Question from Scott Mace, senior technology editor at HealthLeaders Media:
Who should define the concept or process of a standardized patient ID?
The lack of a commonly-agreed upon patient ID remains a serious headache for healthcare IT. Without such a common patient ID standard, healthcare providers spend considerable time, effort and money aligning various patient IDs in various silos created by healthcare IT vendors, providers, payers and government, and few if any of these silos are talking to each other.
Part of this originates from amendments to HIPAA that forbid the federal government from defining a national patient identifier. Privacy advocates inserted this prohibition and fear that increasing government surveillance makes it imperative that patients not be required to use someone else’s credentials, but should be able to self-assert their identities, so they may use their own pseudonymic identities in a way that maximizes privacy yet minimizes the potential for patient fraud or thwart such efforts as eluding prescription drug monitoring programs.

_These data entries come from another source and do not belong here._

//! Source units, lines and source ranges.
//!
//! A [`SourceUnit`] is the copy-expanded text of one program: every line remembers
//! where it came from (the program file itself or a COPY member) so diagnostics and
//! search results can point back at the original member and line.

use serde::{Deserialize, Serialize};
use sha2::{Digest, Sha256};
use std::collections::BTreeMap;
use std::fmt;
use std::path::PathBuf;
use std::sync::Arc;

/// Last column of the coding area in fixed format
pub const RIGHT_MARGIN: usize = 72;

/// Column of the indicator area (1-based)
pub const INDICATOR_COLUMN: usize = 7;

/// Last column of Area A (1-based)
pub const AREA_A_END: usize = 11;

/// A span inside one unit's expanded text.
///
/// Lines are expanded-line numbers (1-based), columns are 1-based and the end column is
/// exclusive, so a single-line range covers `start_col..end_col`.
#[derive(Debug, Clone, PartialEq, Eq, PartialOrd, Ord, Hash, Serialize, Deserialize)]
pub struct SourceRange {
    pub unit: Arc<str>,
    pub line: u32,
    pub start_col: u32,
    pub end_line: u32,
    pub end_col: u32,
}

impl SourceRange {
    #[must_use]
    pub fn new(unit: Arc<str>, line: u32, start_col: u32, end_col: u32) -> Self {
        Self {
            unit,
            line,
            start_col,
            end_line: line,
            end_col,
        }
    }

    /// Smallest range covering both `self` and `other`
    #[must_use]
    pub fn to(&self, other: &Self) -> Self {
        let (start_line, start_col) = (self.line, self.start_col).min((other.line, other.start_col));
        let (end_line, end_col) = (self.end_line, self.end_col).max((other.end_line, other.end_col));
        Self {
            unit: Arc::clone(&self.unit),
            line: start_line,
            start_col,
            end_line,
            end_col,
        }
    }

    #[must_use]
    pub const fn is_single_line(&self) -> bool {
        self.line == self.end_line
    }

    /// Stable, reproducible identifier usable as an annotation key
    #[must_use]
    pub fn key(&self) -> String {
        self.to_string()
    }
}

impl fmt::Display for SourceRange {
    fn fmt(&self, f: &mut fmt::Formatter<'_>) -> fmt::Result {
        if self.is_single_line() {
            write!(f, "{}:{}:{}-{}", self.unit, self.line, self.start_col, self.end_col)
        } else {
            write!(
                f,
                "{}:{}:{}-{}:{}",
                self.unit, self.line, self.start_col, self.end_line, self.end_col
            )
        }
    }
}

/// Original location of an expanded line
#[derive(Debug, Clone, PartialEq, Eq, Hash, Serialize, Deserialize)]
pub struct Origin {
    /// Program file name or COPY member name
    pub file: String,
    /// Line number inside that file (1-based)
    pub line: u32,
}

/// One physical line of the expanded unit
#[derive(Debug, Clone, PartialEq, Eq, Serialize, Deserialize)]
pub struct SourceLine {
    /// Expanded line number (1-based)
    pub number: u32,
    /// Line text as the lexer sees it (after COPY expansion and REPLACE)
    pub text: String,
    pub origin: Origin,
    /// COPY nesting depth (0 = the program file itself)
    pub depth: u16,
    /// Text was rewritten by REPLACE / COPY REPLACING
    #[serde(default)]
    pub replaced: bool,
    /// Last code column for this line; widened when a replacement grew the line
    pub right_margin: usize,
}

impl SourceLine {
    /// Character at a 1-based column
    #[must_use]
    pub fn column(&self, col: usize) -> Option<char> {
        col.checked_sub(1).and_then(|idx| self.text.chars().nth(idx))
    }

    /// Text between 1-based columns `[start, end)`
    #[must_use]
    pub fn slice(&self, start_col: u32, end_col: u32) -> String {
        let start = (start_col as usize).saturating_sub(1);
        let len = (end_col as usize).saturating_sub(start_col as usize);
        self.text.chars().skip(start).take(len).collect()
    }
}

/// One ingested program after copy expansion
#[derive(Debug, Clone, PartialEq, Eq, Serialize, Deserialize)]
pub struct SourceUnit {
    pub id: Arc<str>,
    pub path: Option<PathBuf>,
    pub lines: Vec<SourceLine>,
    /// COPY members expanded into this unit, in first-use order
    pub copybooks: Vec<String>,
    /// SHA-256 (hex) of the expanded text
    pub content_hash: String,
}

impl SourceUnit {
    pub(crate) fn new(
        id: Arc<str>,
        path: Option<PathBuf>,
        lines: Vec<SourceLine>,
        copybooks: Vec<String>,
    ) -> Self {
        let content_hash = hash_lines(&lines);
        Self {
            id,
            path,
            lines,
            copybooks,
            content_hash,
        }
    }

    #[must_use]
    pub fn line(&self, number: u32) -> Option<&SourceLine> {
        number
            .checked_sub(1)
            .and_then(|idx| self.lines.get(idx as usize))
    }

    #[must_use]
    pub fn line_count(&self) -> usize {
        self.lines.len()
    }

    /// Text covered by a range; multi-line ranges are joined with `\n`
    #[must_use]
    pub fn slice(&self, range: &SourceRange) -> String {
        if range.is_single_line() {
            return self
                .line(range.line)
                .map(|line| line.slice(range.start_col, range.end_col))
                .unwrap_or_default();
        }

        let mut parts = Vec::new();
        for number in range.line..=range.end_line {
            let Some(line) = self.line(number) else {
                break;
            };
            let width = line.text.chars().count() as u32 + 1;
            let (start, end) = match number {
                n if n == range.line => (range.start_col, width),
                n if n == range.end_line => (1, range.end_col),
                _ => (1, width),
            };
            parts.push(line.slice(start, end));
        }
        parts.join("\n")
    }

    /// Expanded lines that came from COPY members → their original member and line
    #[must_use]
    pub fn provenance(&self) -> BTreeMap<u32, Origin> {
        self.lines
            .iter()
            .filter(|line| line.depth > 0)
            .map(|line| (line.number, line.origin.clone()))
            .collect()
    }

    #[must_use]
    pub fn origin(&self, number: u32) -> Option<&Origin> {
        self.line(number).map(|line| &line.origin)
    }

    /// Expanded text, one line per source line
    #[must_use]
    pub fn text(&self) -> String {
        let mut out = String::new();
        for line in &self.lines {
            out.push_str(&line.text);
            out.push('\n');
        }
        out
    }
}

fn hash_lines(lines: &[SourceLine]) -> String {
    let mut hasher = Sha256::new();
    for line in lines {
        hasher.update(line.text.as_bytes());
        hasher.update(b"\n");
    }
    let digest = hasher.finalize();
    digest.iter().map(|byte| format!("{byte:02x}")).collect()
}

#[cfg(test)]
mod tests {
    use super::*;

    fn line(number: u32, text: &str, depth: u16) -> SourceLine {
        SourceLine {
            number,
            text: text.to_string(),
            origin: Origin {
                file: if depth == 0 { "MAIN" } else { "BOOK" }.to_string(),
                line: number,
            },
            depth,
            replaced: false,
            right_margin: RIGHT_MARGIN,
        }
    }

    #[test]
    fn range_key_is_stable() {
        let unit: Arc<str> = Arc::from("PAYROLL");
        let single = SourceRange::new(Arc::clone(&unit), 12, 8, 20);
        assert_eq!(single.key(), "PAYROLL:12:8-20");

        let wide = single.to(&SourceRange::new(unit, 14, 12, 30));
        assert_eq!(wide.key(), "PAYROLL:12:8-14:30");
    }

    #[test]
    fn slices_single_and_multi_line_ranges() {
        let unit = SourceUnit::new(
            Arc::from("U"),
            None,
            vec![line(1, "       MOVE A", 0), line(2, "           TO B.", 1)],
            vec!["BOOK".to_string()],
        );

        let single = SourceRange::new(Arc::clone(&unit.id), 1, 8, 12);
        assert_eq!(unit.slice(&single), "MOVE");

        let multi = SourceRange {
            end_line: 2,
            end_col: 17,
            ..single
        };
        assert_eq!(unit.slice(&multi), "MOVE A\n           TO B.");
        assert_eq!(unit.provenance().len(), 1);
        assert_eq!(unit.origin(2).map(|o| o.file.as_str()), Some("BOOK"));
    }

    #[test]
    fn content_hash_tracks_text() {
        let a = SourceUnit::new(Arc::from("U"), None, vec![line(1, "X", 0)], vec![]);
        let b = SourceUnit::new(Arc::from("U"), None, vec![line(1, "X", 0)], vec![]);
        let c = SourceUnit::new(Arc::from("U"), None, vec![line(1, "Y", 0)], vec![]);
        assert_eq!(a.content_hash, b.content_hash);
        assert_ne!(a.content_hash, c.content_hash);
        assert_eq!(a.content_hash.len(), 64);
    }
}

A group called the Internet Identity Ecosystem Steering Group (IDESG), established by the National Strategy for Trusted Identities in Cyberspace (NSTIC), created by President Obama in April 2011, is trying to solve these problems. The group is posing a series of interesting questions: Who gets to create databases of the activities of real people? Who gets to query those databases? Is everyone that is allowed to query real-person databases subject to federal regulation?
IDESG needs to attract more important stakeholders in order to solve this problem. Otherwise, the problem will be solved by others who may be dominated by vendors, such as the Commonwell Health Alliance or other particular interests that do not represent all important stakeholders.